The presumption, which is applicable to cases of this description is thus stated in Taylor on Evidence, Vol. I, Section 179. The rule is well settled that, if a letter properly directed is proved to have been either put into the Post Office or delivered to the postman, it is presumed from the known course of business in the Post Office department, that it reached its distinction on the regular time and was received by the person to whom it was addressed. (See also Wigmoro on Evidence, Vol. I, Section 95). This statement is identical with the rule as enunciated by Mr. Justice Wood in delivering the unanimous opinion of the Supreme Court of the United States in Rosemthal v. Walker (1884) 111 US 185 at p 193. To the same effect in the proposition laid down in Schutz v. Jordan (1891) 141 US 213 This rule is amply borne out by the cases of Warren v. Warren (1834) 1 Cr.M & R 250 : 40 RR 547 : 4 Tyr. 850 : 3 LJ (ns) Ex. 294, Woodcock v. Houdlsworth (1846) 16 M & W 124 : 16 LJ Ex 49 and Sanderson v. Judge (1795) 2 H & Bl. 509 : 3 RR 492 and Dunlop v. Higgins (1848)1 HIC 381 : 73 RR 98 and it has been adopted in this country:. (See Lootf Ali Meah v. Pearee Mohun 16 WR 223. where it is stated that, if a letter is forwarded to a person by post duly registered, it must be presumed that it was tendered to him: See also the Indian Evidence Act Section 16, ill. (6), and Section 114, ill (f). There is, however, no presumption that a letter, which was posted was properly addressed and the presumption in question has no application till it is established that the letter was properly addressed. See Lindmburghar v. Beal (1821) 6 Wheaton 104, Ram Das v. Official Liquidator 9 A 366 and Burmaster v. Barrow (1852) 17 QBD 828 : 85 RR 688 : 21 LJQB 135 : 16 Jur. 314. Before the presumption can be applied it is necessary to prove, as was done in the case of In re Hickly (1875) 10 Eq 117 at p 127, that the notice was sent in a cover which was properly addressed.

6. In this case, in as much as there is no dispute that the letters were properly addressed and inasmuch as it has been proved that the letters were registered letters and were posted at the Post Office, in my judgment, having regard to the principles laid down in the above passage of Mr. Justice Mookerjee and Mr. Justice Caspersz it must be held that there was a service through post of the notice to quit at least on defendants Nos. 2 and 3. The notice which was put in those letters was addressed to all the tenants.
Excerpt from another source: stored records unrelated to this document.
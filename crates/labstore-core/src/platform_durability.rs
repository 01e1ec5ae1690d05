//! Platform-specific durable sync
//!
//! Maps "make these bytes survive power loss" onto the strongest primitive
//! each platform offers, for WAL files and for the directory entries that
//! point at them.

use std::fs::File;
use std::io;
use std::path::Path;

/// Ensures file data is on persistent media before returning.
///
/// - Linux: `fdatasync()` (data only, metadata such as mtime is skipped)
/// - macOS/iOS: `fcntl(F_FULLFSYNC)`, plain fsync stops at the drive cache there
/// - Windows: `FlushFileBuffers()`
/// - Other: `File::sync_data()`
///
/// May block for a long time under heavy I/O; do not call it while holding a
/// lock that readers need.
pub fn durable_sync(file: &File) -> io::Result<()> {
    #[cfg(target_os = "linux")]
    {
        use std::os::unix::io::AsRawFd;
        // SAFETY: the descriptor comes from a live `File`, so it is open for
        // the duration of the call.
        let rc = unsafe { libc::fdatasync(file.as_raw_fd()) };
        if rc == 0 {
            Ok(())
        } else {
            Err(io::Error::last_os_error())
        }
    }

    #[cfg(any(target_os = "macos", target_os = "ios"))]
    {
        use std::os::unix::io::AsRawFd;
        // SAFETY: the descriptor comes from a live `File`.
        let rc = unsafe { libc::fcntl(file.as_raw_fd(), libc::F_FULLFSYNC) };
        if rc == 0 {
            Ok(())
        } else {
            Err(io::Error::last_os_error())
        }
    }

    #[cfg(target_os = "windows")]
    {
        use std::os::windows::io::AsRawHandle;
        use winapi::um::fileapi::FlushFileBuffers;
        // SAFETY: the handle comes from a live `File`.
        let ok = unsafe { FlushFileBuffers(file.as_raw_handle() as *mut _) };
        if ok != 0 {
            Ok(())
        } else {
            Err(io::Error::last_os_error())
        }
    }

    #[cfg(not(any(
        target_os = "linux",
        target_os = "macos",
        target_os = "ios",
        target_os = "windows"
    )))]
    {
        file.sync_data()
    }
}

/// Persist directory entries (file creation, rename, unlink) under `dir`.
///
/// Windows cannot open a directory as a `File`; NTFS journals the metadata
/// itself, so this is a no-op there.
pub fn sync_dir(dir: &Path) -> io::Result<()> {
    #[cfg(unix)]
    {
        let handle = File::open(dir)?;
        handle.sync_all()
    }

    #[cfg(not(unix))]
    {
        let _ = dir;
        Ok(())
    }
}

#[cfg(test)]
mod tests {
    use super::*;
    use std::io::Write;

    #[test]
    fn test_durable_sync_success() {
        let mut file = tempfile::NamedTempFile::new().unwrap();
        file.write_all(b"commit record").unwrap();

        let result = durable_sync(file.as_file());
        assert!(result.is_ok(), "durable_sync failed: {:?}", result.err());
    }

    #[test]
    fn test_sync_dir_success() {
        let dir = tempfile::TempDir::new().unwrap();
        std::fs::write(dir.path().join("f"), b"x").unwrap();
        assert!(sync_dir(dir.path()).is_ok());
    }
}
It must, therefore, be taken that the notice to quit reached at least two of the joint tenants. If that be so, according to the well-known rules on this matter, it must be taken that all the three joint tenants got the notice to quit. In this view of the matter, there is no substance in the second point urged before me that the service of the notice to quit had not been duly proved.

7. I accordingly, hold that the decree of the learned Subordinate Judge is a correct decree and this appeal must be dismissed with costs.